Behiye Aksoy (born Behiye Tetiker; 19 September 1933 – 31 May 2015) was a Turkish female singer of Turkish classical music genre.

Early years
She was born in Istanbul on 19 September 1933. Her maiden surname was Tetiker. After primary school in İstanbul, her family moved to Ankara, where she finished junior high school.

Music career
At the age of 15, she applied to audition with Ankara Radio. She was among the five successful candidates out of 200. She was one of the Turkish music singers of Ankara Radio for nine years. In 1958, for the first time she got on stage in Ankara. Three years later, she moved to İstanbul and became one of the two star performers of the "Maksim Gazino", the most famous night club of Turkey at the time. The other star performer was Zeki Müren.

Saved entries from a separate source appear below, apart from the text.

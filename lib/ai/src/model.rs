//! The language-model collaborator contract.

use crate::analysis::{QueryAnalysis, RecentEventSummary, TaskAnalysis};
use crate::error::LlmError;
use async_trait::async_trait;
use copper_almanac_core::{EditIntent, ExtractedFields, RequiredField, TaskData};

/// Maximum recent events passed as context to edit analysis.
pub const EDIT_CONTEXT_EVENTS: usize = 3;

/// The natural-language understanding contract consumed by the dialogue
/// engine.
///
/// Every fallible operation may return an error; callers treat that the
/// same as an empty result ("field undetermined"), never as fatal.
#[async_trait]
pub trait LanguageModel: Send + Sync {
    /// Classifies a message as a schedulable task and extracts fields.
    async fn analyze_task(&self, message: &str) -> Result<TaskAnalysis, LlmError>;

    /// Classifies a message as an edit request against recent events.
    async fn analyze_edit(
        &self,
        message: &str,
        recent_events: &[RecentEventSummary],
    ) -> Result<EditIntent, LlmError>;

    /// Classifies a message as a calendar listing query.
    async fn analyze_query(&self, message: &str) -> Result<QueryAnalysis, LlmError>;

    /// Parses a free-form reply for field values, given conversation
    /// context.
    async fn parse_reply(
        &self,
        message: &str,
        context: &str,
    ) -> Result<ExtractedFields, LlmError>;

    /// Parses a non-yes/no reply during confirmation for modifications
    /// to the in-progress task.
    async fn parse_confirmation_edit(
        &self,
        message: &str,
        task: &TaskData,
    ) -> Result<ExtractedFields, LlmError>;

    /// Produces the follow-up question for a missing field.
    ///
    /// Template-based and infallible; implementations may override with
    /// generated phrasing.
    fn follow_up_question(&self, field: RequiredField, task: &TaskData) -> String {
        let title = task.title.as_deref().unwrap_or("your task");
        match field {
            RequiredField::Date => format!(
                "What date would you like to schedule '{title}'? \
                 You can say something like 'tomorrow', 'next Friday', or a specific date."
            ),
            RequiredField::Time => format!(
                "What time works best for '{title}'? \
                 You can specify like '3pm', '15:00', or 'morning'."
            ),
            RequiredField::Title => {
                "Could you tell me what the task is about?".to_string()
            }
        }
    }
}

She also released records, about 100 45-rpm and 20 LPs. She played in four films. She received a platinum diadem for her success from her record company.

Private life
She married three times. The first was with Halil Aksoy, a musician between 1952 and 1963. Halil Aksoy was the father of her only son Ahmet Kazım. Although they were divorced, she kept the surname Aksoy. Her two other marriages were short-lived. Between 1973 and 1974, she married Berker İnanoğlu, a film producer. Her third marriage was with Fahrettin Aslan, the owner of the Maksim night club, which also ended in the same year.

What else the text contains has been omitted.